Market research firm GuruFocus estimates that 95% of all sales will be conducted via e-commerce by the year 2040 (it's currently about 14%). Even if that estimate is on the high end, Shopify's considerable market share should allow it to capture a piece of what's expected to be a huge long-term growth story.

Looking beyond Shopify's continued control of a massive slice of the global e-commerce market, its financials -- while not on par with the same growth it witnessed earlier in the pandemic -- are anything but a sea of red. The company reported a $1.2 billion net loss in the most recent quarter, but total revenue was up 16% year over year (and 53% on a three-year compounded basis), while monthly recurring revenue (MRR) rose 13% from the year-ago period. 

More and more merchants are using its full-service enterprise solution Shopify Plus, which accounted for 31% of the company's MRR in the most recent quarter, compared to 26% one year ago. And despite the impact that inflation is having on gross merchandise volume as a whole, this metric still rose 11% year over year and 50% on a three-year compounded basis, with management noting that it "continued to outpace the growth of the broader U.S. online and offline retail markets." 

With a current price-to-sales (P/S) ratio of seven, Shopify stock is looking cheaper than it has in years. Based on its current share price, a $1,000 investment would get you just over 35 shares. For risk-resilient investors with an appetite for growth stocks, Shopify is still a worthwhile buy to consider, even in the current market. 

2. Upstart: A company changing the future of lending

The spike in interest rates and the increased threat of loan defaults have some investors wondering about Upstart Holdings (UPST -0.76%). Shares of the company plunged more than 86% year to date, and the company now trades at a P/S of two. At its current price, a $1,000 investment would buy about 48 shares. 

Just because a stock is trading at sale prices, that should never be the sole thesis on which to base any investment. But while the near term presents some unique challenges for a company like Upstart, forward-thinking investors can still find a lot to like about this stock. 

Upstart wants to revolutionize the way credit is extended to borrowers. Its management contends that the traditional credit score model does a poor job of evaluating creditworthiness and whether someone has what it takes to pay off a loan. Upstart's proprietary platform -- powered by artificial intelligence -- evaluates a broader range of factors (including the applicant's education and employment history) to determine loan approval. 

Why does this matter? Well, according to an Upstart study, roughly 80% of Americans have never defaulted on any type of loan, but fewer than half qualify for lower interest rate credit. Through its partners, Upstart has originated nearly $29 billion worth of loans to date (73% approved using its automated platform). Using its proprietary model, Upstart approves loans at the same rate as large U.S. banks, but with 75% fewer defaults.

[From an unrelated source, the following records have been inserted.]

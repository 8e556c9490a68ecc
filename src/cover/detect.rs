//! Image container detection from magic bytes.
//!
//! Artwork hosts are not trusted to report a correct Content-Type, so the
//! payload itself decides.

use super::ImageFormat;

/// Detect the image container of `data`, or `None` if no signature matches.
pub fn sniff(data: &[u8]) -> Option<ImageFormat> {
    // JPEG: FF D8 FF
    if data.starts_with(&[0xFF, 0xD8, 0xFF]) {
        return Some(ImageFormat::Jpeg);
    }
    // PNG: 0x89 'P' 'N' 'G'
    if data.starts_with(&[0x89, b'P', b'N', b'G']) {
        return Some(ImageFormat::Png);
    }
    if data.starts_with(b"GIF8") {
        return Some(ImageFormat::Gif);
    }
    if data.starts_with(b"BM") {
        return Some(ImageFormat::Bmp);
    }
    // WebP: "RIFF" <size> "WEBP"
    if data.len() >= 12 && &data[0..4] == b"RIFF" && &data[8..12] == b"WEBP" {
        return Some(ImageFormat::WebP);
    }
    // TIFF, little- and big-endian
    if data.starts_with(b"II*\0") || data.starts_with(b"MM\0*") {
        return Some(ImageFormat::Tiff);
    }
    None
}

/// Like [`sniff`], defaulting to JPEG when nothing matches.
pub fn detect_format(data: &[u8]) -> ImageFormat {
    sniff(data).unwrap_or(ImageFormat::Jpeg)
}
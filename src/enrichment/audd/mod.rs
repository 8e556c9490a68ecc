//! AudD API integration
//!
//! AudD recognizes music from an uploaded clip and answers with a
//! denormalized record including Spotify, Deezer and Apple Music blocks.
//! Requires an API token from https://audd.io

mod adapter;
mod client;
pub mod dto;

pub use adapter::to_described;
pub use client::AudDClient;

Upstart currently manages debt consolidation loans, auto loans, and personal loans. Higher operating expenses dragged down the company's bottom line in the most recent quarter, but its network of bank and credit union partners continues to grow, up to 71 from 57 in the prior quarter.

Meanwhile, its revenue jumped 18% year over year. Upstart is expanding its network of car dealer partners as it grows its footprint in the auto loan market. In the second quarter alone, 19 auto lending partners signed up on Upstart's platform, while the company grew its network of car dealer partners (which includes the likes of Honda, Subaru, Toyota, and Ford Motor Company) to 640, compared to 525 in the prior quarter. 

Looking beyond the current interest rate environment, Upstart has incredible growth potential as it expands its network of partners and more consumers come to its platform to access credit they may be unfairly denied elsewhere. This gives Upstart staying power far beyond the current market, and forward-thinking investors may want to consider at least a small position in this stock to capitalize on this growth trajectory.